Wednesday, August 5, 2009

Kurt Vonnegut’s 1959 novel The Sirens of Titan employs the sixth type of zombie

Although I know nothing about zombies, the book Monsters and the Monstrous: Myths and Metaphors of Enduring Evil (2007), edited by Niall Scott, informs me that “Zombies in literature, film and culture fall into seven distinct categories or types”: the zombie ghost, the zombie ruse, the zombie drone, the zombie ghoul, the zombie channel, the tech zombie, and the cultural zombie.

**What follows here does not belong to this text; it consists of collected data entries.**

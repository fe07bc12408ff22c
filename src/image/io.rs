//! I/O helpers for amplitude rasters and JSON reports.
//!
//! - `load_amplitude_raster`: read a grayscale PNG/TIFF into an `ImageF32`,
//!   keeping the stored amplitude values (8-bit, 16-bit or float samples).
//! - `save_normalized_f32`: min/max-stretch an `ImageF32` into an 8-bit PNG.
//! - `write_json_file`: pretty-print a serializable value to disk.
//!
//! Geospatial metadata is not read here; the pixel size comes from the caller.
use super::{ImageF32, ImageView};
use image::{DynamicImage, GrayImage, Luma};
use serde::Serialize;
use std::fs;
use std::path::Path;

/// Load a single-band raster from disk without rescaling its sample values.
///
/// Multi-channel inputs are reduced to luminance first.
pub fn load_amplitude_raster(path: &Path) -> Result<ImageF32, String> {
    let img = image::open(path).map_err(|e| format!("Failed to open {}: {e}", path.display()))?;
    let (width, height) = (img.width() as usize, img.height() as usize);
    let data: Vec<f32> = match img {
        DynamicImage::ImageLuma8(buf) => buf.into_raw().into_iter().map(f32::from).collect(),
        DynamicImage::ImageLuma16(buf) => buf.into_raw().into_iter().map(f32::from).collect(),
        float @ (DynamicImage::ImageRgb32F(_) | DynamicImage::ImageRgba32F(_)) => {
            float.to_luma32f().into_raw()
        }
        other => other.into_luma16().into_raw().into_iter().map(f32::from).collect(),
    };
    ImageF32::from_vec(width, height, data)
        .ok_or_else(|| format!("Decoded buffer of {} has unexpected size", path.display()))
}

/// Save a float raster to a grayscale PNG, stretching `[min, max]` to `[0, 255]`.
///
/// Constant rasters are written as mid-gray.
pub fn save_normalized_f32(image: &ImageF32, path: &Path) -> Result<(), String> {
    ensure_parent_dir(path)?;
    let (lo, hi) = image.min_max().unwrap_or((0.0, 0.0));
    let span = hi - lo;
    let mut out = GrayImage::new(image.w as u32, image.h as u32);
    for (y, row) in image.rows().enumerate() {
        for (x, &px) in row.iter().enumerate() {
            let v = if span > 0.0 {
                ((px - lo) / span * 255.0).clamp(0.0, 255.0)
            } else {
                128.0
            };
            out.put_pixel(x as u32, y as u32, Luma([v as u8]));
        }
    }
    out.save(path)
        .map_err(|e| format!("Failed to save {}: {e}", path.display()))
}

/// Serialize a value as pretty JSON to `path`, creating parent directories.
pub fn write_json_file<T: Serialize>(path: &Path, value: &T) -> Result<(), String> {
    ensure_parent_dir(path)?;
    let json = serde_json::to_string_pretty(value)
        .map_err(|e| format!("Failed to serialize JSON for {}: {e}", path.display()))?;
    fs::write(path, json).map_err(|e| format!("Failed to write JSON {}: {e}", path.display()))
}

fn ensure_parent_dir(path: &Path) -> Result<(), String> {
    if let Some(parent) = path.parent() {
        if !parent.as_os_str().is_empty() {
            fs::create_dir_all(parent)
                .map_err(|e| format!("Failed to create {}: {e}", parent.display()))?;
        }
    }
    Ok(())
}
/// Read-only row access over a single-channel raster.
pub trait ImageView {
    type Pixel: Copy + PartialOrd;

    fn width(&self) -> usize;
    fn height(&self) -> usize;

    fn row(&self, y: usize) -> &[Self::Pixel];

    fn rows(&self) -> Rows<'_, Self>
    where
        Self: Sized,
    {
        Rows { image: self, y: 0 }
    }

    /// Smallest and largest sample, or `None` for an empty raster.
    ///
    /// Incomparable samples (NaN) are skipped.
    fn min_max(&self) -> Option<(Self::Pixel, Self::Pixel)>
    where
        Self: Sized,
    {
        let mut acc: Option<(Self::Pixel, Self::Pixel)> = None;
        for row in self.rows() {
            for &v in row {
                if v.partial_cmp(&v).is_none() {
                    continue;
                }
                acc = Some(match acc {
                    None => (v, v),
                    Some((lo, hi)) => (
                        if v < lo { v } else { lo },
                        if v > hi { v } else { hi },
                    ),
                });
            }
        }
        acc
    }
}

pub trait ImageViewMut: ImageView {
    fn rows_mut(&mut self) -> std::slice::ChunksExactMut<'_, Self::Pixel>;
}

pub struct Rows<'a, I: ?Sized + ImageView> {
    image: &'a I,
    y: usize,
}

impl<'a, I: ImageView> Iterator for Rows<'a, I> {
    type Item = &'a [I::Pixel];

    fn next(&mut self) -> Option<Self::Item> {
        if self.y >= self.image.height() {
            return None;
        }
        let y = self.y;
        self.y += 1;
        Some(self.image.row(y))
    }
}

Apparently, the sixth type of zombie, the “tech zombie,” finds employment in Kurt Vonnegut’s Hugo Award-nominated 1959 novel The Sirens of Titan. According to Monsters and the Monstrous, here is how Vonnegut describes the process of zombiefication:
Their memories were cleaned out by mental-health experts, and Martian surgeons installed radio antennas in their skulls in order that the recruits might be radio-controlled.

And then the recruits were given new names in the most haphazard fashion, and were assigned to the factories, the construction gangs, the administrative staff, or to the Army of Mars.
I’m embarrassed to admit that I don’t own a copy of The Sirens of Titan, even though the cover is one of my favorites. If anyone owns the book, please consider posting a comment that enlarges the above excerpt so we can get a better look at these zombies. Thanks.